Ceres, Inc., an agricultural biotechnology company, develops and sells energy crops to produce renewable biomass feedstocks in North America. The company energy crops include sweet sorghum that complements sugarcane production; high biomass sorghum, suited for the generation of renewable electric power and the creation of cellulosic biofuels; switchgrass, a perennial grass that tolerates a range of environmental conditions and offers high biomass yield potential; miscanthus x giganteus, a tall perennial grass used as an energy crop on a small scale; and row crops. Its energy crops would also be used for the production of second-generation biofuels and bio-based chemicals, including cellulosic ethanol, butanol, jet fuel, diesel-like molecules, and gasoline-like molecules. The company markets its seed varieties and traits under the trade name Blade Energy Crops or Blade. Ceres sells and distributes its seed products to ethanol mills, utilities, independent power producers, cellulosic biofuel companies, individual growers, and grower cooperatives. The company was founded in 1996 and is headquartered in Thousand Oaks, California.


Monsanto is behind them...
i will wait to see what can u add to my original post.
If u really want a lot more details go to their website... very informative.
thank you for your cooperation


----------



## andrewf (Mar 1, 2010)

There you go. When you post threads about obscure topics, it is polite to provide a short backgrounder on the topic with perhaps your own opinion and a link to more detail. This company is not exactly a household name or in the news, so I was prodding you for more info. Without this, this thread might well have fallen off without any replies.

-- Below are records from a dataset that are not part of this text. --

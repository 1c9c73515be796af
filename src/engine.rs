//! The converge engine.
//!
//! Walks a plan in dependency order and issues the minimal set of provider
//! calls to make the recorded state match the desired state. The state file
//! is saved after every created resource, so a provider failure partway
//! through leaves an accurate record of what already exists; the next apply
//! picks up where this one stopped.

use std::path::PathBuf;
use std::time::Duration;

use aws_sdk_ec2::Client;
use indexmap::IndexMap;

use crate::error::{Error, Result};
use crate::plan::{Action, Plan};
use crate::resources::{self, ResourceAddr, ResourceSpec};
use crate::stack::{DesiredState, OutputAttribute};
use crate::state::{RecordedResource, StateFile};

/// Attribute key under which the instance's DNS name is recorded.
const ATTR_PUBLIC_DNS: &str = "public_dns";

/// Options controlling an apply run.
#[derive(Debug, Clone)]
pub struct ApplyOptions {
    /// Provider region.
    pub region: String,
    /// Path of the state file to update.
    pub state_path: PathBuf,
    /// Wait for the instance to reach the running state.
    pub wait: bool,
    /// Timeout for wait operations in seconds.
    pub wait_timeout: u64,
}

/// Summary of a completed apply.
#[derive(Debug, Clone)]
pub struct ApplyReport {
    /// Addresses created, in order.
    pub created: Vec<ResourceAddr>,
    /// Number of resources that were already converged.
    pub unchanged: usize,
    /// Output values computed from the final state.
    pub outputs: IndexMap<String, String>,
}

/// Converges a plan against the provider.
pub struct Provisioner {
    client: Client,
    options: ApplyOptions,
}

impl Provisioner {
    /// Builds a provisioner with a provider client for the configured region.
    pub async fn connect(options: ApplyOptions) -> Self {
        let client = resources::create_client(&options.region).await;
        Self { client, options }
    }

    /// Applies the plan, updating and persisting the state as it goes.
    pub async fn apply(
        &self,
        desired: &DesiredState,
        plan: &Plan,
        state: &mut StateFile,
    ) -> Result<ApplyReport> {
        let mut created = Vec::new();

        for action in &plan.actions {
            let addr = match action {
                Action::Noop { addr } => {
                    tracing::debug!("Resource '{addr}' already converged");
                    continue;
                }
                Action::Create { addr } => addr,
            };

            let spec = desired.get(addr).ok_or_else(|| {
                Error::Internal(format!("plan refers to undeclared resource '{addr}'"))
            })?;

            let recorded = match spec {
                ResourceSpec::Ami(lookup) => {
                    let image = lookup.resolve(&self.client).await?;
                    RecordedResource::new(addr.kind, &image.image_id)
                        .with_attribute("name", image.name)
                        .with_attribute("creation_date", image.creation_date)
                }
                ResourceSpec::SecurityGroup(sg) => {
                    let (info, _created_now) = sg.ensure(&self.client).await?;
                    RecordedResource::new(addr.kind, info.group_id)
                }
                ResourceSpec::Instance(instance) => {
                    let image_id = state.get(&instance.image).map(|r| r.id.clone()).ok_or_else(
                        || Error::MissingAttribute {
                            address: instance.image.to_string(),
                            attribute: "id".to_string(),
                        },
                    )?;
                    let group_id = state
                        .get(&instance.security_group)
                        .map(|r| r.id.clone())
                        .ok_or_else(|| Error::MissingAttribute {
                            address: instance.security_group.to_string(),
                            attribute: "id".to_string(),
                        })?;

                    let mut info = match instance.find(&self.client).await? {
                        Some(existing) => {
                            tracing::info!(
                                instance_id = %existing.instance_id,
                                state = %existing.state,
                                "Adopting existing instance '{}'",
                                instance.name
                            );
                            if existing.needs_start() {
                                instance.start(&self.client, &existing.instance_id).await?;
                            }
                            existing
                        }
                        None => instance.create(&self.client, &image_id, &group_id).await?,
                    };

                    if self.options.wait {
                        info = instance
                            .wait_until_running(
                                &self.client,
                                &info.instance_id,
                                Duration::from_secs(self.options.wait_timeout),
                            )
                            .await?;
                    }

                    let mut recorded = RecordedResource::new(addr.kind, &info.instance_id)
                        .with_attribute("state", info.state.clone());
                    if let Some(dns) = info.public_dns.clone() {
                        recorded = recorded.with_attribute(ATTR_PUBLIC_DNS, dns);
                    }
                    if let Some(ip) = info.public_ip.clone() {
                        recorded = recorded.with_attribute("public_ip", ip);
                    }
                    recorded
                }
            };

            state.record(addr, recorded);
            state.save(&self.options.state_path)?;
            created.push(addr.clone());
        }

        let outputs = compute_outputs(desired, state)?;
        if !outputs.is_empty() {
            for (name, value) in &outputs {
                state.set_output(name, value);
            }
            state.save(&self.options.state_path)?;
        }

        Ok(ApplyReport {
            created,
            unchanged: plan.unchanged(),
            outputs,
        })
    }
}

/// Derives output values from recorded resource attributes.
pub fn compute_outputs(
    desired: &DesiredState,
    state: &StateFile,
) -> Result<IndexMap<String, String>> {
    let mut outputs = IndexMap::new();
    for spec in &desired.outputs {
        let value = match spec.attribute {
            OutputAttribute::PublicDns => {
                match state.require_attribute(&spec.resource, ATTR_PUBLIC_DNS) {
                    Ok(value) => value.to_string(),
                    // The DNS name is only assigned once the instance is
                    // running; without it the output stays unset.
                    Err(_) => {
                        tracing::warn!(
                            "Output '{}' unavailable: '{}' has no {ATTR_PUBLIC_DNS} yet",
                            spec.name,
                            spec.resource
                        );
                        continue;
                    }
                }
            }
        };
        outputs.insert(spec.name.clone(), value);
    }
    Ok(outputs)
}
//! Validate command.
//!
//! Checks the required inputs and the stack's internal references without
//! touching the provider or the state file.

use clap::Parser;

use super::CommandContext;
use crate::error::Result;
use crate::output;

/// Arguments for the validate command.
#[derive(Parser, Debug, Clone)]
pub struct ValidateArgs {}

impl ValidateArgs {
    /// Execute the validate command.
    pub fn execute(&self, ctx: &CommandContext) -> Result<i32> {
        let stack = ctx.stack()?;
        let desired = stack.desired_state();

        output::banner("VALIDATE");
        println!(
            "Stack '{}' is valid: {} resources, {} output(s)",
            stack.name,
            desired.resources.len(),
            desired.outputs.len()
        );
        Ok(0)
    }
}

I'm not sure I see anything unique or interesting about this company vs the dozens or hundreds of other biotech/biomass energy startups out there.


----------



## Toronto.gal (Jan 8, 2010)

Haven't looked into this one yet, but it's some of the 'ugly' looking ones that have the least/most downside/upside potential respectively, though that's not to say that stocks can't go to $0, so these are not for the faint of heart.

Keep in mind that the OP is a short-term trader, not a long-term investor, so he won't be talking about GOOG. :biggrin:


----------



## andrewf (Mar 1, 2010)

Then why is he talking about FB as a tenbagger? FB was a multi-year hold for anyone who made 10x.


----------



## Toronto.gal (Jan 8, 2010)

IDK, you would have to ask him, but he's said repeatedly that he holds nothing, except a couple of stocks.


----------



## MRT (Apr 8, 2013)

I know nothing about it, but remembered the thread when I noticed this article on SA today. So, for any who are interested:

http://seekingalpha.com/article/1662152-ceres-gets-one-more-shot-at-its-sweet-sorghum-trials


----------